L'amplification de la lumière accélère les réactions chimiques dans les aérosols
Les aérosols présents dans l'atmosphère réagissent sous l'effet de la lumière du soleil. A l'intérieur des gouttelettes et des particules d'aérosol, la lumière est amplifiée, ce qui accélère les réactions, comme les chercheurs de l'ETH ont pu le montrer et le chiffrer. Les scientifiques conseillent de tenir compte de cet effet dans les futurs modèles climatiques.
Les gouttelettes et les particules les plus fines peuvent capter la lumière, comme cela se produit entre deux miroirs. L'intensité de la lumière est ainsi amplifiée à l'intérieur de celles-ci. Cela se produit également dans les gouttelettes d'eau et les particules solides les plus fines de notre atmosphère, les aérosols. Des chimistes de l'ETH Zurich et de l'Institut Paul Scherrer (PSI) à Villigen ont maintenant étudié, à l'aide d'une microscopie à rayons X moderne, comment l'amplification de la lumière se répercute sur les processus photochimiques qui se déroulent dans les aérosols. Les chercheurs ont ainsi pu démontrer : L'amplification de la lumière permet à ces processus chimiques de se dérouler en moyenne deux à trois fois plus rapidement que ce ne serait le cas sans l'effet d'amplification.

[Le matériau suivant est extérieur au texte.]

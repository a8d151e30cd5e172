//! Command types for pipeline execution
//!
//! A command is the atomic unit of work in a deployment pipeline. The set of
//! kinds is closed; configuration carrying any other `type` tag is preserved
//! as [`Command::Unrecognized`] so the executor can reject that step.

#![allow(clippy::must_use_candidate)]

use serde::{Deserialize, Serialize};
use std::fmt;
use std::path::{Path, PathBuf};

/// Kinds of commands the executor knows how to run
#[derive(Debug, Clone, Copy, PartialEq, Eq, Hash)]
pub enum CommandKind {
    /// Shell command on the machine running the deployment
    Local,
    /// Shell command on the target server
    Remote,
    /// Single-file copy to the target server
    Transfer,
}

impl CommandKind {
    /// Tag used in configuration and in the deployment trace
    pub fn as_str(self) -> &'static str {
        match self {
            Self::Local => "local",
            Self::Remote => "remote",
            Self::Transfer => "scp",
        }
    }

    fn parse(tag: &str) -> Option<Self> {
        match tag {
            "local" => Some(Self::Local),
            "remote" => Some(Self::Remote),
            "scp" | "transfer" => Some(Self::Transfer),
            _ => None,
        }
    }
}

impl fmt::Display for CommandKind {
    fn fmt(&self, f: &mut fmt::Formatter<'_>) -> fmt::Result {
        f.write_str(self.as_str())
    }
}

/// A single step of a deployment pipeline
#[derive(Debug, Clone, PartialEq, Eq, Serialize, Deserialize)]
#[serde(from = "CommandRecord", into = "CommandRecord")]
pub enum Command {
    /// Run `sh -c <command>` locally
    Local {
        /// Shell text
        command: String,
        /// Directory to run in, relative to the current directory if not absolute
        working_dir: Option<PathBuf>,
    },

    /// Run a command on the target server
    Remote {
        /// Shell text
        command: String,
    },

    /// Copy one local file to the target server
    Transfer {
        /// Source file
        local_path: PathBuf,
        /// Destination path on the server
        remote_path: String,
    },

    /// A kind tag outside the supported set
    Unrecognized {
        /// The tag as written in configuration
        kind: String,
    },
}

impl Command {
    /// Creates a local command
    pub fn local(command: impl Into<String>) -> Self {
        Self::Local {
            command: command.into(),
            working_dir: None,
        }
    }

    /// Creates a local command that runs in `dir`
    pub fn local_in(command: impl Into<String>, dir: impl Into<PathBuf>) -> Self {
        Self::Local {
            command: command.into(),
            working_dir: Some(dir.into()),
        }
    }

    /// Creates a remote command
    pub fn remote(command: impl Into<String>) -> Self {
        Self::Remote {
            command: command.into(),
        }
    }

    /// Creates a file transfer
    pub fn transfer(local_path: impl Into<PathBuf>, remote_path: impl Into<String>) -> Self {
        Self::Transfer {
            local_path: local_path.into(),
            remote_path: remote_path.into(),
        }
    }

    /// Returns the kind, or `None` for unrecognized commands
    pub fn kind(&self) -> Option<CommandKind> {
        match self {
            Self::Local { .. } => Some(CommandKind::Local),
            Self::Remote { .. } => Some(CommandKind::Remote),
            Self::Transfer { .. } => Some(CommandKind::Transfer),
            Self::Unrecognized { .. } => None,
        }
    }

    /// Kind tag as it appears in the deployment trace
    pub fn kind_label(&self) -> &str {
        match self {
            Self::Unrecognized { kind } => kind,
            _ => self.kind().map_or("unknown", CommandKind::as_str),
        }
    }

    /// Shell text for local and remote commands
    pub fn shell_text(&self) -> Option<&str> {
        match self {
            Self::Local { command, .. } | Self::Remote { command } => Some(command),
            _ => None,
        }
    }

    /// Working directory of a local command
    pub fn working_dir(&self) -> Option<&Path> {
        match self {
            Self::Local { working_dir, .. } => working_dir.as_deref(),
            _ => None,
        }
    }
}

impl fmt::Display for Command {
    fn fmt(&self, f: &mut fmt::Formatter<'_>) -> fmt::Result {
        match self {
            Self::Local { command, .. } | Self::Remote { command } => f.write_str(command),
            Self::Transfer {
                local_path,
                remote_path,
            } => write!(f, "{} -> {}", local_path.display(), remote_path),
            Self::Unrecognized { kind } => write!(f, "<{kind}>"),
        }
    }
}

/// Flat configuration record a [`Command`] is read from and written to
#[derive(Debug, Clone, Default, Serialize, Deserialize)]
struct CommandRecord {
    #[serde(rename = "type")]
    kind: String,
    #[serde(default, skip_serializing_if = "String::is_empty")]
    command: String,
    #[serde(default, skip_serializing_if = "Option::is_none")]
    working_dir: Option<PathBuf>,
    #[serde(default, skip_serializing_if = "Option::is_none")]
    local_path: Option<PathBuf>,
    #[serde(default, skip_serializing_if = "String::is_empty")]
    remote_path: String,
}

impl From<CommandRecord> for Command {
    fn from(record: CommandRecord) -> Self {
        match CommandKind::parse(&record.kind) {
            Some(CommandKind::Local) => Self::Local {
                command: record.command,
                working_dir: record.working_dir.filter(|dir| !dir.as_os_str().is_empty()),
            },
            Some(CommandKind::Remote) => Self::Remote {
                command: record.command,
            },
            Some(CommandKind::Transfer) => Self::Transfer {
                local_path: record.local_path.unwrap_or_default(),
                remote_path: record.remote_path,
            },
            None => Self::Unrecognized { kind: record.kind },
        }
    }
}

impl From<Command> for CommandRecord {
    fn from(command: Command) -> Self {
        match command {
            Command::Local {
                command,
                working_dir,
            } => Self {
                kind: CommandKind::Local.as_str().to_string(),
                command,
                working_dir,
                ..Self::default()
            },
            Command::Remote { command } => Self {
                kind: CommandKind::Remote.as_str().to_string(),
                command,
                ..Self::default()
            },
            Command::Transfer {
                local_path,
                remote_path,
            } => Self {
                kind: CommandKind::Transfer.as_str().to_string(),
                local_path: Some(local_path),
                remote_path,
                ..Self::default()
            },
            Command::Unrecognized { kind } => Self {
                kind,
                ..Self::default()
            },
        }
    }
}

#[cfg(test)]
mod tests {
    use super::*;
    use pretty_assertions::assert_eq;

    #[test]
    fn test_parse_local_with_working_dir() {
        let yaml = "type: local\ncommand: make build\nworking_dir: ./app\n";
        let command: Command = serde_yaml::from_str(yaml).unwrap();

        assert_eq!(command, Command::local_in("make build", "./app"));
        assert_eq!(command.kind(), Some(CommandKind::Local));
    }

    #[test]
    fn test_parse_empty_working_dir_is_none() {
        let yaml = "type: local\ncommand: ls\nworking_dir: \"\"\n";
        let command: Command = serde_yaml::from_str(yaml).unwrap();

        assert_eq!(command.working_dir(), None);
    }

    #[test]
    fn test_parse_scp_and_transfer_alias() {
        let scp: Command =
            serde_yaml::from_str("type: scp\nlocal_path: bin/app\nremote_path: /srv/app\n")
                .unwrap();
        let alias: Command =
            serde_yaml::from_str("type: transfer\nlocal_path: bin/app\nremote_path: /srv/app\n")
                .unwrap();

        assert_eq!(scp, Command::transfer("bin/app", "/srv/app"));
        assert_eq!(scp, alias);
    }

    #[test]
    fn test_parse_unknown_kind_is_preserved() {
        let command: Command = serde_yaml::from_str("type: rsync\ncommand: x\n").unwrap();

        assert_eq!(
            command,
            Command::Unrecognized {
                kind: "rsync".to_string()
            }
        );
        assert_eq!(command.kind(), None);
        assert_eq!(command.kind_label(), "rsync");
    }

    #[test]
    fn test_serialize_remote_omits_unused_fields() {
        let json = serde_json::to_string(&Command::remote("uptime")).unwrap();
        assert_eq!(json, r#"{"type":"remote","command":"uptime"}"#);
    }

    #[test]
    fn test_display() {
        assert_eq!(Command::local("echo ok").to_string(), "echo ok");
        assert_eq!(
            Command::transfer("/tmp/a", "/srv/a").to_string(),
            "/tmp/a -> /srv/a"
        );
        assert_eq!(Command::transfer("a", "b").kind_label(), "scp");
    }
}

Les chercheurs ont étudié à la Source de Lumière Synchrotron Suisse du PSI des aérosols composés de minuscules particules de citrate de fer (III). Ce composé réagit sous l'influence de la lumière pour former du citrate ferreux. La microscopie à rayons X permet de distinguer, avec une précision de 25 nanomètres, les zones de citrate ferrique de celles de citrate de fer (II) au sein des particules d'aérosol. Les scientifiques ont ainsi pu observer et cartographier en haute résolution le déroulement temporel de cette réaction photochimique dans des particules d'aérosol individuelles.

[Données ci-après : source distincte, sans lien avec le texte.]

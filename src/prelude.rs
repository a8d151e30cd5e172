//! Prelude module for common imports

pub use crate::config::{DeployConfig, Deployment, DeploymentPlan, Server};
pub use crate::executor::{
    CommandStatus, Executor, ProcessRunner, RawCompletion, RawSession, RemoteChannel,
    ShellRunner, Target,
};
pub use crate::pipeline::{
    Command, CommandKind, ExecutionError, ExecutionOutcome, Pipeline, PipelineReport,
    StepFailure, TransportError, Validate, ValidationError,
};
pub use crate::plan::{Connector, PlanFilter, PlanRecord, PlanRunner, PlanSummary};
pub use crate::ssh::{SshConnector, SshOptions};
//! SSH transport
//!
//! Remote commands and transfers run through the system `ssh` client, so host
//! aliases, agents and known hosts behave exactly as they do for the user.
//! Password authentication goes through `sshpass`.

mod client;
mod session;

pub use client::{SshChannel, SshOptions};
pub use session::SshSession;

use crate::config::Server;
use crate::pipeline::TransportError;
use crate::plan::Connector;

/// Opens [`SshChannel`]s with a fixed set of options
#[derive(Debug, Clone, Default)]
pub struct SshConnector {
    options: SshOptions,
}

impl SshConnector {
    /// Creates a connector
    pub fn new(options: SshOptions) -> Self {
        Self { options }
    }

    /// Returns the options applied to every connection
    pub fn options(&self) -> &SshOptions {
        &self.options
    }
}

impl Connector for SshConnector {
    type Channel = SshChannel;

    fn connect(&self, server: &Server) -> Result<SshChannel, TransportError> {
        SshChannel::connect(server, &self.options)
    }
}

Décomposition sous l'influence de la lumière
"Le citrate de fer (III) était pour nous un composé de substitution facile à étudier avec notre méthode", explique Pablo Corral Arroyo. Il est postdoctorant dans le groupe de la professeure de l'ETH Ruth Signorell et premier auteur de l'étude. Le citrate de fer (III) représente toute une série d'autres composés chimiques qui peuvent être présents dans les aérosols de l'atmosphère. De nombreux composés organiques et inorganiques sont sensibles à la lumière et peuvent, lorsqu'ils sont exposés à la lumière, se décomposer en molécules plus petites qui peuvent être gazeuses et donc s'échapper. "Les particules d'aérosols perdent ainsi de la masse, ce qui modifie leurs propriétés", explique Signorell. Entre autres, elles diffusent différemment la lumière du soleil, ce qui influence les phénomènes météorologiques et climatiques. En outre, leurs propriétés de germes de condensation dans la formation des nuages changent.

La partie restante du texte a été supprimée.